Кэтти: jude ,замечательное начало рассказа или повести. Только Симара( я так понимаю , что будущий Арамис) уж больно нежным ребенком у тебя получается. И этот отец Ансельм, насколько я понимаю- педофил, мне не нравится совсем.


jude: Кэтти, спасибо. Отец Ансельм персонаж фанфика Lys "О доброте". И Вы не ошиблись на его счет. Но, как я поняла из текста Lys, самого страшного там не произошло: отец Ансельм был просто слишком ласков с мальчиком, а одинокий ребенок к нему тянулся. У меня в фанфике тоже не будет ничего страшного. Отец Ансельм только упоминается. Рене в этом фанфике всего 10 лет, и он только год в семинарии. Да, он здесь - очень нежный мальчик, но не в дурном смысле этого слова. Просто такой склад характера и воспитание. Хитрость и жесткость придут намного позже. И Рене, кстати, совершенно не понял, о чем его предупреждает Бикара.

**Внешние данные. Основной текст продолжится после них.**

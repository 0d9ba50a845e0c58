// Copyright (c) 2024-2025 DeepGraph Inc.
// SPDX-License-Identifier: Apache-2.0
//
//! Reading and replacing the table behind a table-like node

use super::field_indexes::fix_field_indexes_for_table_node;
use crate::plan::logical::LogicalNode;
use crate::plan::optimizer::{OptimizerError, OptimizerResult};
use crate::plan::scope::Scope;
use crate::storage::TableHandle;

/// The node an alias or decoration chain ends in
pub fn base_table_node(node: &LogicalNode) -> &LogicalNode {
    match node {
        LogicalNode::TableAlias { input, .. } | LogicalNode::Decorated { input, .. } => {
            base_table_node(input)
        }
        other => other,
    }
}

/// The table a table-like node scans, if it scans one
pub fn get_table(node: &LogicalNode) -> Option<TableHandle> {
    match base_table_node(node) {
        LogicalNode::ResolvedTable { table } | LogicalNode::IndexedTableAccess { table, .. } => {
            Some(table.clone())
        }
        _ => None,
    }
}

/// Replace the table at the bottom of an alias or decoration chain. Key
/// expressions of an index access are re-fixed against the new table.
pub fn with_table(node: LogicalNode, table: TableHandle, scope: &Scope) -> OptimizerResult<LogicalNode> {
    match node {
        LogicalNode::ResolvedTable { .. } => Ok(LogicalNode::ResolvedTable { table }),
        LogicalNode::IndexedTableAccess {
            index,
            lookup,
            key_expressions,
            ..
        } => fix_field_indexes_for_table_node(
            LogicalNode::IndexedTableAccess {
                table,
                index,
                lookup,
                key_expressions,
            },
            scope,
        ),
        LogicalNode::TableAlias { name, input } => Ok(LogicalNode::TableAlias {
            name,
            input: Box::new(with_table(*input, table, scope)?),
        }),
        LogicalNode::Decorated { decoration, input } => Ok(LogicalNode::Decorated {
            decoration,
            input: Box::new(with_table(*input, table, scope)?),
        }),
        other => Err(OptimizerError::invalid_node("pushdown", &other)),
    }
}

#[cfg(test)]
mod tests {
    use super::*;
    use crate::plan::logical::Decoration;
    use crate::schema::{Column, DataType};
    use crate::storage::MemoryTable;

    fn handle(name: &str) -> TableHandle {
        TableHandle::new(MemoryTable::new(
            name,
            vec![Column::new("x", "", DataType::Integer, false)],
        ))
    }

    #[test]
    fn test_get_table_sees_through_aliases_and_decorations() {
        let table = handle("a");
        let node = LogicalNode::decorated(
            Decoration::ProjectedAccess {
                columns: vec!["x".to_string()],
            },
            LogicalNode::alias("t1", LogicalNode::table(table.clone())),
        );
        assert_eq!(get_table(&node), Some(table));
        assert!(get_table(&LogicalNode::subquery_alias("sq", LogicalNode::table(handle("b")))).is_none());
    }

    #[test]
    fn test_with_table_keeps_wrappers() {
        let replacement = handle("a");
        let node = LogicalNode::alias("t1", LogicalNode::table(handle("a")));
        let replaced = with_table(node, replacement.clone(), &Scope::new()).unwrap();
        assert_eq!(
            replaced,
            LogicalNode::alias("t1", LogicalNode::table(replacement))
        );
    }

    #[test]
    fn test_with_table_rejects_other_nodes() {
        let node = LogicalNode::subquery_alias("sq", LogicalNode::table(handle("a")));
        let err = with_table(node, handle("a"), &Scope::new()).unwrap_err();
        assert!(matches!(err, OptimizerError::InvalidNodeType { .. }));
    }
}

stella: Отец Ансельм, как нечистый на помыслы духовный пастырь появился первым, если меня память не подводит, у Джулии в одном из рассказов. Потом он перекочевал к Lys. Мне ужасно нравится, когда придуманные авторские персонажи обосновываются в фиках и становятся такими полноправными героями, что некоторые читатели уже меня спрашивали, а где они упоминаются у Дюма.))) Вот и Бикара становится таким же, теперь его восприятие станет куда шире - его детство завязано с Рене. Да будет благословен Дюма, что оставил нам столько лакун для творчества.)) jude , у тебя так здорово получается, такие они живые!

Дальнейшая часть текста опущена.